RECORDS FOR THIS TASK: Begin

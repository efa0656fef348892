//! Materialization controller.
//!
//! Decides, per overlay id and per page, whether a live editor instance
//! should exist, and constructs or detaches instances on demand. Stored ink
//! geometry is replayed through the path reconstruction before attaching.

use crate::editor::{EditorState, InkState, LiveEditor};
use crate::host::EditorLayers;
use crate::ink_path::{build_drawable, reconstruct_strokes, rect_in_page_coords};
use crate::store::ParameterStore;
use overlay_model::{InkPayload, OverlayId, OverlayPayload, ParameterRecord};

/// Materialize every non-hidden record relevant to the sweep.
///
/// With a page filter, only that page's records are considered; without one,
/// every record is. After the sweep, a pending selection whose instance now
/// exists is cleared and selected.
pub fn render_relevant(
    store: &mut ParameterStore,
    layers: &mut impl EditorLayers,
    page_filter: Option<u16>,
) {
    let ids: Vec<OverlayId> = store
        .iter()
        .filter(|r| page_filter.map_or(true, |page| r.page_index == page) && !r.hidden)
        .map(|r| r.id.clone())
        .collect();
    for id in ids {
        show(store, layers, &id);
    }

    let Some(pending) = layers.pending_selection() else {
        return;
    };
    if layers.editor(&pending).is_some() {
        layers.set_pending_selection(None);
        layers.select_editor(&pending);
    }
}

/// Construct and attach a live instance for `id`.
///
/// No-op when an instance already exists, no record exists, or the page's
/// editor layer is not mounted.
pub fn show(store: &mut ParameterStore, layers: &mut impl EditorLayers, id: &str) {
    if layers.editor(id).is_some() {
        return;
    }
    let Some(record) = store.get(id) else {
        return;
    };
    if !layers.layer_exists(record.page_index) {
        return;
    }

    let record = record.clone();
    store.set_hidden(id, false);

    let editor = match &record.payload {
        OverlayPayload::Highlight { selected_text, color, boxes } => from_record(
            &record,
            EditorState::Highlight {
                selected_text: selected_text.clone(),
                color: *color,
                boxes: boxes.clone(),
            },
        ),
        OverlayPayload::FreeText { content, color, font_size } => from_record(
            &record,
            EditorState::FreeText {
                content: content.clone(),
                color: *color,
                font_size: *font_size,
            },
        ),
        OverlayPayload::Ink(payload) => construct_ink(&record, payload, layers),
        OverlayPayload::Arrow { arrow_type } => from_record(
            &record,
            EditorState::Arrow {
                raw_x: record.x,
                raw_y: record.y,
                raw_width: record.width,
                raw_height: record.height,
                arrow_type: *arrow_type,
            },
        ),
        OverlayPayload::Stamp { img_base64 } => {
            from_record(&record, EditorState::Stamp { img_base64: img_base64.clone() })
        }
    };
    layers.add_editor(editor);
}

/// Detach the live instance and mark the record hidden.
///
/// The record itself is retained; only its visibility flag changes. This is
/// distinct from the store's `remove`, which deletes the record entirely.
pub fn hide(store: &mut ParameterStore, layers: &mut impl EditorLayers, id: &str) {
    detach(store, layers, id, true);
}

/// Like [`hide`], with the host choosing soft vs. hard removal of the
/// instance via `direct`.
pub fn remove(
    store: &mut ParameterStore,
    layers: &mut impl EditorLayers,
    id: &str,
    direct: bool,
) {
    detach(store, layers, id, direct);
}

fn detach(store: &mut ParameterStore, layers: &mut impl EditorLayers, id: &str, direct: bool) {
    if layers.editor(id).is_none() {
        return;
    }
    layers.remove_editor(id, direct);
    store.set_hidden(id, true);
}

fn from_record(record: &ParameterRecord, state: EditorState) -> LiveEditor {
    LiveEditor {
        id: record.id.clone(),
        page_index: record.page_index,
        x: record.x,
        y: record.y,
        width: record.width,
        height: record.height,
        is_centered: record.is_centered,
        from_command: true,
        state,
    }
}

/// Rebuild a live ink editor from its stored payload.
///
/// The editor's normalized geometry is re-derived from the stored rect in
/// the page frame, and the stroke geometry is replayed into device-space
/// paths at the layer's current render scale.
fn construct_ink(
    record: &ParameterRecord,
    payload: &InkPayload,
    layers: &impl EditorLayers,
) -> LiveEditor {
    let (page_width, page_height) = layers.page_dimensions(record.page_index);
    let [rx, ry, rw, rh] = rect_in_page_coords(payload.rect, payload.rotation, page_height);

    let scale = layers.render_scale(record.page_index);
    let device_paths = reconstruct_strokes(
        &payload.strokes,
        payload.rect,
        payload.rotation,
        payload.thickness,
        scale,
    );
    let drawables = device_paths.iter().map(build_drawable).collect();

    let mut editor = from_record(
        record,
        EditorState::Ink(InkState {
            color: payload.color,
            thickness: payload.thickness,
            opacity: payload.opacity,
            strokes: payload.strokes.clone(),
            rect: payload.rect,
            rotation: payload.rotation,
            drawing: false,
            device_paths,
            drawables,
        }),
    );
    editor.x = rx / page_width;
    editor.y = ry / page_height;
    editor.width = rw / page_width;
    editor.height = rh / page_height;
    editor
}

#[cfg(test)]
mod tests {
    use super::*;
    use crate::ink_path::PathCommand;
    use crate::test_util::{highlight_record, ink_record, MockSurface};
    use overlay_model::IdAllocator;

    fn store_with(records: Vec<ParameterRecord>) -> ParameterStore {
        let mut store = ParameterStore::new();
        store.initialize(records, &mut IdAllocator::default());
        store
    }

    #[test]
    fn render_relevant_filters_by_page() {
        let mut store = store_with(vec![
            highlight_record("viewer_editor_0", 0),
            highlight_record("viewer_editor_1", 1),
        ]);
        let mut surface = MockSurface::with_pages(&[0, 1]);

        render_relevant(&mut store, &mut surface, Some(0));
        assert!(surface.editors.contains_key("viewer_editor_0"));
        assert!(!surface.editors.contains_key("viewer_editor_1"));
    }

    #[test]
    fn page_zero_filter_is_not_treated_as_no_filter() {
        let mut store = store_with(vec![highlight_record("viewer_editor_1", 1)]);
        let mut surface = MockSurface::with_pages(&[0, 1]);

        render_relevant(&mut store, &mut surface, Some(0));
        assert!(surface.editors.is_empty());
    }

    #[test]
    fn render_relevant_skips_hidden_records() {
        let mut record = highlight_record("viewer_editor_0", 0);
        record.hidden = true;
        let mut store = store_with(vec![record]);
        let mut surface = MockSurface::with_pages(&[0]);

        render_relevant(&mut store, &mut surface, None);
        assert!(surface.editors.is_empty());
    }

    #[test]
    fn show_is_noop_without_record_or_layer() {
        let mut store = store_with(vec![highlight_record("viewer_editor_0", 3)]);
        let mut surface = MockSurface::with_pages(&[0]);

        show(&mut store, &mut surface, "viewer_editor_404");
        show(&mut store, &mut surface, "viewer_editor_0"); // page 3 unmounted
        assert!(surface.editors.is_empty());
    }

    #[test]
    fn show_marks_instance_as_command_originated() {
        let mut store = store_with(vec![highlight_record("viewer_editor_0", 0)]);
        let mut surface = MockSurface::with_pages(&[0]);

        show(&mut store, &mut surface, "viewer_editor_0");
        let editor = surface.editors.get("viewer_editor_0").expect("materialized");
        assert!(editor.from_command);
    }

    #[test]
    fn show_clears_hidden_flag() {
        let mut record = highlight_record("viewer_editor_0", 0);
        record.hidden = true;
        let mut store = store_with(vec![record]);
        let mut surface = MockSurface::with_pages(&[0]);

        show(&mut store, &mut surface, "viewer_editor_0");
        assert_eq!(store.get("viewer_editor_0").map(|r| r.hidden), Some(false));
    }

    #[test]
    fn ink_show_replays_stored_geometry() {
        let mut store = store_with(vec![ink_record("viewer_editor_0", 0)]);
        let mut surface = MockSurface::with_pages(&[0]);
        surface.scale = 2.0;

        show(&mut store, &mut surface, "viewer_editor_0");
        let editor = surface.editors.get("viewer_editor_0").expect("materialized");
        let EditorState::Ink(ink) = &editor.state else {
            panic!("expected ink state");
        };

        assert_eq!(ink.device_paths.len(), 1);
        assert!(!ink.device_paths[0].is_empty());
        assert!(matches!(ink.drawables[0].0[0], PathCommand::MoveTo(_)));
        // Normalized geometry is re-derived from the stored rect.
        let (page_width, page_height) = surface.page_dimensions(0);
        let rect = ink.rect;
        assert!((editor.width - (rect[2] - rect[0]) / page_width).abs() < 1e-6);
        assert!((editor.height - (rect[3] - rect[1]) / page_height).abs() < 1e-6);
    }

    #[test]
    fn hide_keeps_record_but_detaches_instance() {
        let mut store = store_with(vec![highlight_record("viewer_editor_0", 0)]);
        let mut surface = MockSurface::with_pages(&[0]);

        show(&mut store, &mut surface, "viewer_editor_0");
        hide(&mut store, &mut surface, "viewer_editor_0");

        assert!(surface.editors.is_empty());
        assert_eq!(store.get("viewer_editor_0").map(|r| r.hidden), Some(true));
    }

    #[test]
    fn double_remove_is_idempotent() {
        let mut store = store_with(vec![highlight_record("viewer_editor_0", 0)]);
        let mut surface = MockSurface::with_pages(&[0]);

        show(&mut store, &mut surface, "viewer_editor_0");
        remove(&mut store, &mut surface, "viewer_editor_0", true);
        let after_first = store.get("viewer_editor_0").cloned();

        remove(&mut store, &mut surface, "viewer_editor_0", true);
        assert_eq!(store.get("viewer_editor_0").cloned(), after_first);
        assert!(surface.editors.is_empty());
        assert_eq!(surface.removed.len(), 1);
    }

    #[test]
    fn pending_selection_resolves_after_sweep() {
        let mut store = store_with(vec![highlight_record("viewer_editor_0", 0)]);
        let mut surface = MockSurface::with_pages(&[0]);
        surface.set_pending_selection(Some("viewer_editor_0".to_owned()));

        render_relevant(&mut store, &mut surface, Some(0));
        assert_eq!(surface.pending_selection(), None);
        assert_eq!(surface.selected, vec!["viewer_editor_0".to_owned()]);
    }

    #[test]
    fn pending_selection_for_unmaterialized_id_is_kept() {
        let mut store = store_with(vec![highlight_record("viewer_editor_0", 0)]);
        let mut surface = MockSurface::with_pages(&[0]);
        surface.set_pending_selection(Some("viewer_editor_7".to_owned()));

        render_relevant(&mut store, &mut surface, Some(0));
        assert_eq!(surface.pending_selection(), Some("viewer_editor_7".to_owned()));
        assert!(surface.selected.is_empty());
    }
}
//! Collaborator contracts of the host rendering surface.
//!
//! The core never talks to concrete viewer objects; the host wires its page
//! layers, scroll container and persistence endpoint in through these traits
//! when it constructs the session.

use crate::editor::LiveEditor;
use overlay_model::{OverlayId, ParameterRecord};

/// Per-page editor-layer API of the host surface.
///
/// Live editor instances are owned by the host for as long as they are on
/// screen; the core only hands them over and addresses them by id.
pub trait EditorLayers {
    /// Whether the layer for `page_index` is currently mounted.
    fn layer_exists(&self, page_index: u16) -> bool;

    /// Page dimensions in document units.
    fn page_dimensions(&self, page_index: u16) -> (f32, f32);

    /// Render scale factor of the mounted page layer.
    fn render_scale(&self, page_index: u16) -> f32;

    /// Attach a live instance to its page's layer.
    fn add_editor(&mut self, editor: LiveEditor);

    fn editor(&self, id: &str) -> Option<&LiveEditor>;

    /// Detach and destroy a live instance. `direct` requests hard removal.
    /// Returns false if no instance existed for `id`.
    fn remove_editor(&mut self, id: &str, direct: bool) -> bool;

    fn select_editor(&mut self, id: &str);

    /// Overlay id queued for selection once its instance materializes.
    fn pending_selection(&self) -> Option<OverlayId>;

    fn set_pending_selection(&mut self, id: Option<OverlayId>);
}

/// Scroll metrics of one mounted page.
#[derive(Debug, Clone, Copy, PartialEq)]
pub struct PageMetrics {
    /// Offset of the page's top edge inside the scroll container.
    pub offset_top: f32,
    /// Full scrollable height of the page element.
    pub scroll_height: f32,
}

/// Scrollable container of the host surface.
pub trait ScrollSurface {
    /// Metrics for a mounted page, `None` when the page is not in the
    /// current page list.
    fn page_metrics(&self, page_index: u16) -> Option<PageMetrics>;

    /// Visible height of the scroll container.
    fn viewport_height(&self) -> f32;

    fn scroll_to(&mut self, x: f32, y: f32);
}

/// Persistence action attached to an intent.
#[derive(Debug, Clone, Copy, PartialEq, Eq)]
pub enum IntentAction {
    Add,
    Update,
    Delete,
}

/// Remote (or local) store of parameter records.
///
/// `load_all` is awaited once at bootstrap; `apply_intent` is fire-and-forget
/// from the core's perspective: failures are the endpoint's concern and are
/// neither retried nor surfaced here.
pub trait PersistenceEndpoint {
    fn load_all(&mut self) -> anyhow::Result<Vec<ParameterRecord>>;

    fn apply_intent(&mut self, action: IntentAction, record: &ParameterRecord);
}
//! Overlay annotation core.
//!
//! Maintains a persistent, serializable record of annotation overlays on a
//! paginated document surface and reconciles it against the transient live
//! editor instances the host surface creates and destroys as pages scroll
//! into and out of view.

pub mod convert;
pub mod editor;
pub mod host;
pub mod ink_path;
pub mod lifecycle;
pub mod materialize;
pub mod position;
pub mod session;
pub mod store;

#[cfg(test)]
pub(crate) mod test_util;

pub use editor::{EditorKind, EditorState, InkState, LiveEditor};
pub use host::{
    EditorLayers, IntentAction, PageMetrics, PersistenceEndpoint, ScrollSurface,
};
pub use ink_path::{CubicSegment, DrawablePath, PathCommand, Point, StrokePath};
pub use lifecycle::LifecycleBridge;
pub use session::OverlaySession;
pub use store::ParameterStore;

RECORDS FOR THIS TASK: End

**EXERCISE DESCRIPTION:** Beginning at the top of the data, extract each line through the line containing "reconstruction before attaching." and return those lines exactly, with nothing added.

**WRITTEN ANSWER:**
repository efa0656fef348892
//! Materialization controller.
//!
//! Decides, per overlay id and per page, whether a live editor instance
//! should exist, and constructs or detaches instances on demand. Stored ink
//! geometry is replayed through the path reconstruction before attaching.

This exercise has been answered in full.